** Required action **
All the entries that follow must be written out again exactly.

━━━━━━━━

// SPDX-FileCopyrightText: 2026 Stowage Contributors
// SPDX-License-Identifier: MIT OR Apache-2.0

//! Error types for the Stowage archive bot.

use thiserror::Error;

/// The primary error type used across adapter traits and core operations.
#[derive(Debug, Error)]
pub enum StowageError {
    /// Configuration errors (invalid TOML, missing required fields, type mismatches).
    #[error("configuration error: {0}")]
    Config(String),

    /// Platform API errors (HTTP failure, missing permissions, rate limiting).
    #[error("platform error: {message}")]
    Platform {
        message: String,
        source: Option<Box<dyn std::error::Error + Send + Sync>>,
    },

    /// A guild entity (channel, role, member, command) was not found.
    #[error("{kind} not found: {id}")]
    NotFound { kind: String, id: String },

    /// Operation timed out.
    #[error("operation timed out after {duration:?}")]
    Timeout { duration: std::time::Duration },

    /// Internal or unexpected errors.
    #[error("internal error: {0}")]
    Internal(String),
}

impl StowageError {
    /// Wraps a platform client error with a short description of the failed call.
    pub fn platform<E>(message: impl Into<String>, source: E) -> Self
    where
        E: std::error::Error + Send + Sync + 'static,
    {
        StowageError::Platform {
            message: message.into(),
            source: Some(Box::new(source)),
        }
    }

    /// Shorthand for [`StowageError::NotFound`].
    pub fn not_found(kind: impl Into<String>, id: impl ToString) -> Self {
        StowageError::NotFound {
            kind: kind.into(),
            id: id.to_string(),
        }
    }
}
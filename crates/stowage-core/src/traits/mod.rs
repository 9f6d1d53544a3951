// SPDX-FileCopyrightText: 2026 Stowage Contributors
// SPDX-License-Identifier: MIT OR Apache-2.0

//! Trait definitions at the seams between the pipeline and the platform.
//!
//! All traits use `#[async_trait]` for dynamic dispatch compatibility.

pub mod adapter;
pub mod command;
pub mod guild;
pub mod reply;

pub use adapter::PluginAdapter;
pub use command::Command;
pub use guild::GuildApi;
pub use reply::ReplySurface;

━━━━━━━━

** Finished exercise **
// SPDX-FileCopyrightText: 2026 Stowage Contributors
// SPDX-License-Identifier: MIT OR Apache-2.0

//! Error types for the Stowage archive bot.

use thiserror::Error;

/// The primary error type used across adapter traits and core operations.
#[derive(Debug, Error)]
pub enum StowageError {
    /// Configuration errors (invalid TOML, missing required fields, type mismatches).
    #[error("configuration error: {0}")]
    Config(String),

    /// Platform API errors (HTTP failure, missing permissions, rate limiting).
    #[error("platform error: {message}")]
    Platform {
        message: String,
        source: Option<Box<dyn std::error::Error + Send + Sync>>,
    },

    /// A guild entity (channel, role, member, command) was not found.
    #[error("{kind} not found: {id}")]
    NotFound { kind: String, id: String },

    /// Operation timed out.
    #[error("operation timed out after {duration:?}")]
    Timeout { duration: std::time::Duration },

    /// Internal or unexpected errors.
    #[error("internal error: {0}")]
    Internal(String),
}

impl StowageError {
    /// Wraps a platform client error with a short description of the failed call.
    pub fn platform<E>(message: impl Into<String>, source: E) -> Self
    where
        E: std::error::Error + Send + Sync + 'static,
    {
        StowageError::Platform {
            message: message.into(),
            source: Some(Box::new(source)),
        }
    }

    /// Shorthand for [`StowageError::NotFound`].
    pub fn not_found(kind: impl Into<String>, id: impl ToString) -> Self {
        StowageError::NotFound {
            kind: kind.into(),
            id: id.to_string(),
        }
    }
}
filename crates/stowage-core/src/traits/mod.rs
repository 9f6d1d53544a3951
// SPDX-FileCopyrightText: 2026 Stowage Contributors
// SPDX-License-Identifier: MIT OR Apache-2.0

//! Trait definitions at the seams between the pipeline and the platform.
//!
//! All traits use `#[async_trait]` for dynamic dispatch compatibility.

pub mod adapter;
pub mod command;
pub mod guild;
pub mod reply;

pub use adapter::PluginAdapter;
pub use command::Command;
pub use guild::GuildApi;
pub use reply::ReplySurface;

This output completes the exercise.